▶ [Prompt]: Read the listing below and tally the lines that contain "YAML"; the reply is that tally only.

▶ [Material for the task]:
++++++++
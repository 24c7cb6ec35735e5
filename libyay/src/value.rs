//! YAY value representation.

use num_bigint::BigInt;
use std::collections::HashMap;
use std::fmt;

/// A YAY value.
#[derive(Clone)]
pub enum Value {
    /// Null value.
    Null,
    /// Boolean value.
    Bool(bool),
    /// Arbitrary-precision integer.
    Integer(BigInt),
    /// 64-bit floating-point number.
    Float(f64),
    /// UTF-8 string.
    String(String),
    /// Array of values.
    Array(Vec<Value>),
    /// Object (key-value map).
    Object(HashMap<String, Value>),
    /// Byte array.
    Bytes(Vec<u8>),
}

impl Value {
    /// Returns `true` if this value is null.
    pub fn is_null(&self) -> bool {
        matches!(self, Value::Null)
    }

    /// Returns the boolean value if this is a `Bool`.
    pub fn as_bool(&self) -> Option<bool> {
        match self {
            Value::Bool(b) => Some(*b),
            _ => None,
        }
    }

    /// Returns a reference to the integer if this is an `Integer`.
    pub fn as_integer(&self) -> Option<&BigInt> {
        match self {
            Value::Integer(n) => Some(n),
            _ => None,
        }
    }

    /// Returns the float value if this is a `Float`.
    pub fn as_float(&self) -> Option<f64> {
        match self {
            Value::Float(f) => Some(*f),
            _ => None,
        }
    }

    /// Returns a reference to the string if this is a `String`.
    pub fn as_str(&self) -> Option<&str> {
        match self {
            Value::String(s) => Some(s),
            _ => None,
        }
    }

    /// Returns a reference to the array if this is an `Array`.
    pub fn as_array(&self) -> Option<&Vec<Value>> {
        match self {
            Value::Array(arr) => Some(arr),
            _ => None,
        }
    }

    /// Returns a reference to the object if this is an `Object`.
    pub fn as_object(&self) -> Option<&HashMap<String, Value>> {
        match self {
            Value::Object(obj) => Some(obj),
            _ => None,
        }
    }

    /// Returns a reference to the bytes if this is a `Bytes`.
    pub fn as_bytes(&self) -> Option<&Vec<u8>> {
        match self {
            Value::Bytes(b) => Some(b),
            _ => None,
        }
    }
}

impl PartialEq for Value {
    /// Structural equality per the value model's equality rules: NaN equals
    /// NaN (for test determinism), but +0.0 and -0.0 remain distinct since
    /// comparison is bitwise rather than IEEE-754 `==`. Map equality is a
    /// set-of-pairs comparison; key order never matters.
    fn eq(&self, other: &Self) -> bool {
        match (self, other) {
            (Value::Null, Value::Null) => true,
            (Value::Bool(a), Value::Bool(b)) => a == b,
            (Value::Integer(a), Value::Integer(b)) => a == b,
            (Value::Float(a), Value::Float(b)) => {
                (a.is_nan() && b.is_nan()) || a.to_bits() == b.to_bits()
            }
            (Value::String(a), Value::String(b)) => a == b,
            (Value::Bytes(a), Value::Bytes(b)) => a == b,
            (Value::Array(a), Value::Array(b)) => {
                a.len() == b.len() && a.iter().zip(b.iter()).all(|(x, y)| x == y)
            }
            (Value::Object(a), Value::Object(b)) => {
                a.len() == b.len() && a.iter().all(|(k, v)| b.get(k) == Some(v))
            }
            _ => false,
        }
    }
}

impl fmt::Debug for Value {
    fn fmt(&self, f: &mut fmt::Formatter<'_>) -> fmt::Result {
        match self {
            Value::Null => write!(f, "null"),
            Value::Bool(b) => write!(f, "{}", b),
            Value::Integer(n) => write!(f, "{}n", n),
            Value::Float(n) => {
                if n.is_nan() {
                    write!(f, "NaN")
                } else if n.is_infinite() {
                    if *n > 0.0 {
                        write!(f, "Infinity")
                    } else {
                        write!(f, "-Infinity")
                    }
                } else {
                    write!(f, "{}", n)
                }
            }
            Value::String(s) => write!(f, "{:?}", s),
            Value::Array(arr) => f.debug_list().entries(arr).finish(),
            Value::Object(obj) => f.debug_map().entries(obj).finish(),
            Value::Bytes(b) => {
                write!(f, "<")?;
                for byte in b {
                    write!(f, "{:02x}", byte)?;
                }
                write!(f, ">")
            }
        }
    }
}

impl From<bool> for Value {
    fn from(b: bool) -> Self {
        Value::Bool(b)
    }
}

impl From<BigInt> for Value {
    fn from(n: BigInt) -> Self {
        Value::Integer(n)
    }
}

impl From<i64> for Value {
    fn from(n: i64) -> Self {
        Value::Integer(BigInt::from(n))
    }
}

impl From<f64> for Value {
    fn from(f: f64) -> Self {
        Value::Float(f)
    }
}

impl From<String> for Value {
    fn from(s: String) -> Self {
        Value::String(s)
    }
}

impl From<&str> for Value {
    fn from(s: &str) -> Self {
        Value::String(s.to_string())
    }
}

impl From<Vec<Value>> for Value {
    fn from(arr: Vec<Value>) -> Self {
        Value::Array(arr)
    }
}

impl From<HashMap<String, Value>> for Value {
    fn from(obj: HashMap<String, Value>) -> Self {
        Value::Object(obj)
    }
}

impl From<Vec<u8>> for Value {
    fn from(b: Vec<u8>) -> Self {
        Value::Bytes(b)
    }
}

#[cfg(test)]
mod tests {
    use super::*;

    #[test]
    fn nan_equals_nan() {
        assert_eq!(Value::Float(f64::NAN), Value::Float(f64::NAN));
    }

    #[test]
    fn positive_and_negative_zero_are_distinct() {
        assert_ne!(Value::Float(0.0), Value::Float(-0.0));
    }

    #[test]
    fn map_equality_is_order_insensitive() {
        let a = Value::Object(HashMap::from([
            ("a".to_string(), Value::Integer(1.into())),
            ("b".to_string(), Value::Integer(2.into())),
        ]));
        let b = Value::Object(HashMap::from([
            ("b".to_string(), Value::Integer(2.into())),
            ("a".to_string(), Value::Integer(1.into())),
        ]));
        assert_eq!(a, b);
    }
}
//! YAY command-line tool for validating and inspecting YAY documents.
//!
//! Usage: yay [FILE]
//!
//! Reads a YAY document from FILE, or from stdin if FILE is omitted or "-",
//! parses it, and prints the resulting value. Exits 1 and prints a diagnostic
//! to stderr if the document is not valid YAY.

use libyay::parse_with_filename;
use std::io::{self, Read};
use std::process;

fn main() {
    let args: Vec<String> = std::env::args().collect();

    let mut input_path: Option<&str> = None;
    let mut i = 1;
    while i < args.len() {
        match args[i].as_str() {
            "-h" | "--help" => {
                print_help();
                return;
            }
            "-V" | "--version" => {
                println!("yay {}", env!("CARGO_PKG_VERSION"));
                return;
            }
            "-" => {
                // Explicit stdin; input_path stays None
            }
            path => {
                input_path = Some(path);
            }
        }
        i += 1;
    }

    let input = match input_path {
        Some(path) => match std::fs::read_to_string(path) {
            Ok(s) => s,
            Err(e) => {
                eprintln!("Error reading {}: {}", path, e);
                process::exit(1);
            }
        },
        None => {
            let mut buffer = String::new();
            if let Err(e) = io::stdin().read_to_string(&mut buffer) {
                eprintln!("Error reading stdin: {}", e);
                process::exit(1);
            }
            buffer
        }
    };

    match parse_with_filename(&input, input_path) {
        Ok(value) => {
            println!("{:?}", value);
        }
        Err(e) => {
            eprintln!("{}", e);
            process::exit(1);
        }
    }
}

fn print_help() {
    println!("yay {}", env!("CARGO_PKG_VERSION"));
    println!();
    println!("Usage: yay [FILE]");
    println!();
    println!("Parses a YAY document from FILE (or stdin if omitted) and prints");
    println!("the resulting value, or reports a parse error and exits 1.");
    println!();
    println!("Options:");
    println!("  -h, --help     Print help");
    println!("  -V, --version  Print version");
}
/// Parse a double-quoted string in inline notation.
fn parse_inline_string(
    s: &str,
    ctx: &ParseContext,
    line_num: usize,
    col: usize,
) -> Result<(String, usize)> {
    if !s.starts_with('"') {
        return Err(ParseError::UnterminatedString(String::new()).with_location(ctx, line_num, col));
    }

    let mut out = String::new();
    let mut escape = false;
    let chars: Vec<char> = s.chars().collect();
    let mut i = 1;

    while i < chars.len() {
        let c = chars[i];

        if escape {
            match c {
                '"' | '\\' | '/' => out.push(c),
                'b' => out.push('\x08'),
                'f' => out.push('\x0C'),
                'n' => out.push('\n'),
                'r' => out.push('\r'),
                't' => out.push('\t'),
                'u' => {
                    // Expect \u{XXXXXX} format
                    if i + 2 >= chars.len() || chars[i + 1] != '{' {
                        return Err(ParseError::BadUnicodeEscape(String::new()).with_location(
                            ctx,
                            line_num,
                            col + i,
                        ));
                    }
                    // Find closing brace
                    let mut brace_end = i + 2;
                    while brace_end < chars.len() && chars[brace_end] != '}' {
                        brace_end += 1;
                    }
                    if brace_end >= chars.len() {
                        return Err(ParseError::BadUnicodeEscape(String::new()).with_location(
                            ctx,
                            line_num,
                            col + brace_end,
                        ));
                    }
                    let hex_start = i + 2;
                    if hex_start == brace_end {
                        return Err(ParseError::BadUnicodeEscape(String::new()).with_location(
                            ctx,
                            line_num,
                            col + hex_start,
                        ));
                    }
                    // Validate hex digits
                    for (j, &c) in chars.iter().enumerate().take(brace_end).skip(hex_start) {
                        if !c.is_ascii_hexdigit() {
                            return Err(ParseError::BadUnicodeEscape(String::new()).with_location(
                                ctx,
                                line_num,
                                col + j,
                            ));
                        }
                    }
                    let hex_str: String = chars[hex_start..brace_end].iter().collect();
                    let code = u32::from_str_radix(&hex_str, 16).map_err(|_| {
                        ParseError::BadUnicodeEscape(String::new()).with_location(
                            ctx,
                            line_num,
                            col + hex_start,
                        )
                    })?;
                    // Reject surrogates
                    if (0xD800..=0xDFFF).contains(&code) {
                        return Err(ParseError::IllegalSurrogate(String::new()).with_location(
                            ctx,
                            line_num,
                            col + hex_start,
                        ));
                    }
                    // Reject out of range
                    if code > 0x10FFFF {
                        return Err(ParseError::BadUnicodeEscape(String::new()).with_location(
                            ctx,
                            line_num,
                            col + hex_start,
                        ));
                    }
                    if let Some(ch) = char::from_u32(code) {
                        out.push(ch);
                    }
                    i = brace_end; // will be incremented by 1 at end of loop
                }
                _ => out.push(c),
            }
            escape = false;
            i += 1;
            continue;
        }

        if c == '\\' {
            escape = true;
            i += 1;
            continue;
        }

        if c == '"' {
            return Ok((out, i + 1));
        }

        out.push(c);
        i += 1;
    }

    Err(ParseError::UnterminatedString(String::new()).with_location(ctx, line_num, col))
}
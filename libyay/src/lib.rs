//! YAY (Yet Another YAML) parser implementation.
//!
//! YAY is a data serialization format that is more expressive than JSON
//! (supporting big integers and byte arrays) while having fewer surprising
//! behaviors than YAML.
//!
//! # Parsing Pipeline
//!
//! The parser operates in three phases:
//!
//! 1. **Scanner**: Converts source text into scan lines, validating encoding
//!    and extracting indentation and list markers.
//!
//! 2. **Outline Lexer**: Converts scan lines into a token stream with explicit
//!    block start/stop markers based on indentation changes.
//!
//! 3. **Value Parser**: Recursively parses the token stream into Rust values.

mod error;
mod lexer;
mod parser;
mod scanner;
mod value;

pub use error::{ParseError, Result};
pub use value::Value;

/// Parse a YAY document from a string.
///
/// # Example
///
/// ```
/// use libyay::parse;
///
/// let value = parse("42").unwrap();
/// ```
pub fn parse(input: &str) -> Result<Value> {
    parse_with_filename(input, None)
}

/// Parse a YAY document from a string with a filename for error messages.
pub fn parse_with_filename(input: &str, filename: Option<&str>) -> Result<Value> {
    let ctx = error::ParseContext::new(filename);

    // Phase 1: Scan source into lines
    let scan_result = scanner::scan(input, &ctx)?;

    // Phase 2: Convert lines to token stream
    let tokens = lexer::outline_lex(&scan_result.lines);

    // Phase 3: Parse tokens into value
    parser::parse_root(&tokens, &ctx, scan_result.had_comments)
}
++++++++
▶ [Result of the exercise]: 2